- Task objective
Across the records below, count every line that contains the string "Less", then report the count alone.

- Records contained in a dataset
····················
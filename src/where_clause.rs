//! String form of `$where`.
//!
//! The string is never executed as host code. It is parsed into a small,
//! side-effect free expression language and evaluated against the document,
//! which is bound to `this` (or `obj`):
//!
//! ```text
//! this.qty > 10 && (this.tags[0] == "a" || !this.archived)
//! ```
//!
//! Supported: field access with `.name`, `["name"]` and `[0]`; number,
//! string, `true`, `false` and `null` literals; `==`/`===`, `!=`/`!==`, `<`,
//! `<=`, `>`, `>=`; `&&`, `||`, `!` and parentheses. Equality is structural;
//! ordering follows [`Value::compare`], so mismatched types compare false. A
//! missing field is only equal to another missing field.

use std::{borrow::Cow, cmp::Ordering};

use crate::{
    lexer::Lexer,
    parser::{ParseError, Parser},
    token::Token,
    value::Value,
};

/// A parsed `$where` expression.
#[derive(Debug, Clone, PartialEq)]
pub struct WhereExpr(Expr);

#[derive(Debug, Clone, PartialEq)]
enum Expr {
    Literal(Value),
    Path(Vec<Segment>),
    Not(Box<Expr>),
    And(Box<Expr>, Box<Expr>),
    Or(Box<Expr>, Box<Expr>),
    Compare {
        op: CompareOp,
        left: Box<Expr>,
        right: Box<Expr>,
    },
}

#[derive(Debug, Clone, PartialEq)]
enum Segment {
    Field(String),
    Index(usize),
}

#[derive(Debug, Clone, Copy, PartialEq)]
enum CompareOp {
    Eq,
    Ne,
    Lt,
    Le,
    Gt,
    Ge,
}

impl WhereExpr {
    pub fn parse(source: &str) -> Result<Self, ParseError> {
        let mut parser = ExprParser::new(source)?;
        let expr = parser.parse_or()?;
        if parser.tokens.current_token != Token::Eof {
            return Err(parser.tokens.unexpected("end of expression"));
        }
        Ok(WhereExpr(expr))
    }

    /// Whether the expression is truthy with `this` bound to `document`.
    pub fn holds(&self, document: &Value) -> bool {
        self.0
            .eval(document)
            .is_some_and(|value| value.is_truthy())
    }
}

impl Expr {
    /// `None` stands for a missing field.
    fn eval<'a>(&'a self, this: &'a Value) -> Option<Cow<'a, Value>> {
        match self {
            Expr::Literal(value) => Some(Cow::Borrowed(value)),
            Expr::Path(segments) => segments
                .iter()
                .try_fold(this, |current, segment| match (current, segment) {
                    (Value::Object(map), Segment::Field(name)) => map.get(name),
                    (Value::Object(map), Segment::Index(i)) => map.get(&i.to_string()),
                    (Value::Array(items), Segment::Index(i)) => items.get(*i),
                    _ => None,
                })
                .map(Cow::Borrowed),
            Expr::Not(inner) => Some(boolean(!truthy(inner.eval(this)))),
            Expr::And(left, right) => Some(boolean(
                truthy(left.eval(this)) && truthy(right.eval(this)),
            )),
            Expr::Or(left, right) => Some(boolean(
                truthy(left.eval(this)) || truthy(right.eval(this)),
            )),
            Expr::Compare { op, left, right } => {
                let left = left.eval(this);
                let right = right.eval(this);
                let equal = match (&left, &right) {
                    (Some(l), Some(r)) => l.deep_eq(r),
                    (None, None) => true,
                    _ => false,
                };
                let ordering = match (&left, &right) {
                    (Some(l), Some(r)) => l.compare(r),
                    _ => None,
                };
                Some(boolean(match op {
                    CompareOp::Eq => equal,
                    CompareOp::Ne => !equal,
                    CompareOp::Lt => ordering == Some(Ordering::Less),
                    CompareOp::Le => matches!(ordering, Some(Ordering::Less | Ordering::Equal)),
                    CompareOp::Gt => ordering == Some(Ordering::Greater),
                    CompareOp::Ge => {
                        matches!(ordering, Some(Ordering::Greater | Ordering::Equal))
                    }
                }))
            }
        }
    }
}

fn truthy(value: Option<Cow<'_, Value>>) -> bool {
    value.is_some_and(|v| v.is_truthy())
}

fn boolean<'a>(b: bool) -> Cow<'a, Value> {
    Cow::Owned(Value::Boolean(b))
}

/// Expression grammar on top of the notation parser's token cursor.
struct ExprParser {
    tokens: Parser,
}

impl ExprParser {
    fn new(source: &str) -> Result<Self, ParseError> {
        Ok(ExprParser {
            tokens: Parser::new(Lexer::new(source))?,
        })
    }

    fn parse_or(&mut self) -> Result<Expr, ParseError> {
        let mut left = self.parse_and()?;
        while self.tokens.current_token == Token::OrOr {
            self.tokens.advance()?;
            let right = self.parse_and()?;
            left = Expr::Or(Box::new(left), Box::new(right));
        }
        Ok(left)
    }

    fn parse_and(&mut self) -> Result<Expr, ParseError> {
        let mut left = self.parse_unary()?;
        while self.tokens.current_token == Token::AndAnd {
            self.tokens.advance()?;
            let right = self.parse_unary()?;
            left = Expr::And(Box::new(left), Box::new(right));
        }
        Ok(left)
    }

    fn parse_unary(&mut self) -> Result<Expr, ParseError> {
        if self.tokens.current_token == Token::Bang {
            self.tokens.advance()?;
            let inner = self.parse_unary()?;
            return Ok(Expr::Not(Box::new(inner)));
        }
        self.parse_comparison()
    }

    fn parse_comparison(&mut self) -> Result<Expr, ParseError> {
        let left = self.parse_operand()?;
        let op = match self.tokens.current_token {
            Token::EqEq => CompareOp::Eq,
            Token::NotEq => CompareOp::Ne,
            Token::Lt => CompareOp::Lt,
            Token::LtEq => CompareOp::Le,
            Token::Gt => CompareOp::Gt,
            Token::GtEq => CompareOp::Ge,
            _ => return Ok(left),
        };
        self.tokens.advance()?;
        let right = self.parse_operand()?;
        Ok(Expr::Compare {
            op,
            left: Box::new(left),
            right: Box::new(right),
        })
    }

    fn parse_operand(&mut self) -> Result<Expr, ParseError> {
        let literal = match &self.tokens.current_token {
            Token::Integer(n) => Value::Integer(*n),
            Token::Float(n) => Value::Float(*n),
            Token::String(s) => Value::String(s.clone()),
            Token::Boolean(b) => Value::Boolean(*b),
            Token::Null => Value::Null,
            Token::LParen => {
                self.tokens.advance()?;
                let inner = self.parse_or()?;
                if self.tokens.current_token != Token::RParen {
                    return Err(self.tokens.unexpected("')'"));
                }
                self.tokens.advance()?;
                return Ok(inner);
            }
            Token::Identifier(name) if name == "this" || name == "obj" => {
                self.tokens.advance()?;
                return self.parse_path();
            }
            _ => return Err(self.tokens.unexpected("a literal, 'this' or '('")),
        };
        self.tokens.advance()?;
        Ok(Expr::Literal(literal))
    }

    /// Segments after `this`.
    fn parse_path(&mut self) -> Result<Expr, ParseError> {
        let mut segments = Vec::new();
        loop {
            match self.tokens.current_token {
                Token::Dot => {
                    self.tokens.advance()?;
                    let Token::Identifier(name) = &self.tokens.current_token else {
                        return Err(self.tokens.unexpected("a field name"));
                    };
                    segments.push(Segment::Field(name.clone()));
                    self.tokens.advance()?;
                }
                Token::LBracket => {
                    self.tokens.advance()?;
                    let segment = match &self.tokens.current_token {
                        Token::String(name) => Segment::Field(name.clone()),
                        Token::Integer(i) if *i >= 0 => Segment::Index(*i as usize),
                        _ => return Err(self.tokens.unexpected("a string or non-negative index")),
                    };
                    self.tokens.advance()?;
                    if self.tokens.current_token != Token::RBracket {
                        return Err(self.tokens.unexpected("']'"));
                    }
                    self.tokens.advance()?;
                    segments.push(segment);
                }
                _ => return Ok(Expr::Path(segments)),
            }
        }
    }
}

#[cfg(test)]
mod tests {
    use super::*;
    use crate::parse;

    fn holds(source: &str, document: &str) -> bool {
        WhereExpr::parse(source)
            .unwrap()
            .holds(&parse(document).unwrap())
    }

    #[test]
    fn compares_fields() {
        assert!(holds("this.a > 1", "{a: 2}"));
        assert!(!holds("this.a > 1", "{a: '2'}"));
        assert!(holds("obj.a.b[1] === 'y'", "{a: {b: ['x', 'y']}}"));
        assert!(holds("this['odd key'] == null", "{'odd key': null}"));
    }

    #[test]
    fn missing_fields() {
        assert!(!holds("this.missing", "{}"));
        assert!(holds("!this.missing", "{}"));
        assert!(holds("this.missing == this.other", "{}"));
        assert!(!holds("this.missing == null", "{}"));
    }

    #[test]
    fn logic_and_precedence() {
        assert!(holds("this.a == 1 || this.b == 1 && this.c == 1", "{a: 1, b: 0}"));
        assert!(!holds("(this.a == 1 || this.b == 1) && this.c == 1", "{a: 1, b: 0}"));
        assert!(holds("this", "{}"));
    }

    #[test]
    fn rejects_arbitrary_code() {
        assert!(WhereExpr::parse("this.a = 1").is_err());
        assert!(WhereExpr::parse("process.exit()").is_err());
        assert!(WhereExpr::parse("this.a > ").is_err());
    }

    #[test]
    fn errors_point_at_offending_token() {
        match WhereExpr::parse("this.a > )") {
            Err(ParseError::UnexpectedToken { position, .. }) => assert_eq!(position, 9),
            other => panic!("unexpected result: {:?}", other),
        }
        match WhereExpr::parse("this.a this.b") {
            Err(ParseError::UnexpectedToken { position, .. }) => assert_eq!(position, 7),
            other => panic!("unexpected result: {:?}", other),
        }
    }
}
····················
- Expected output
2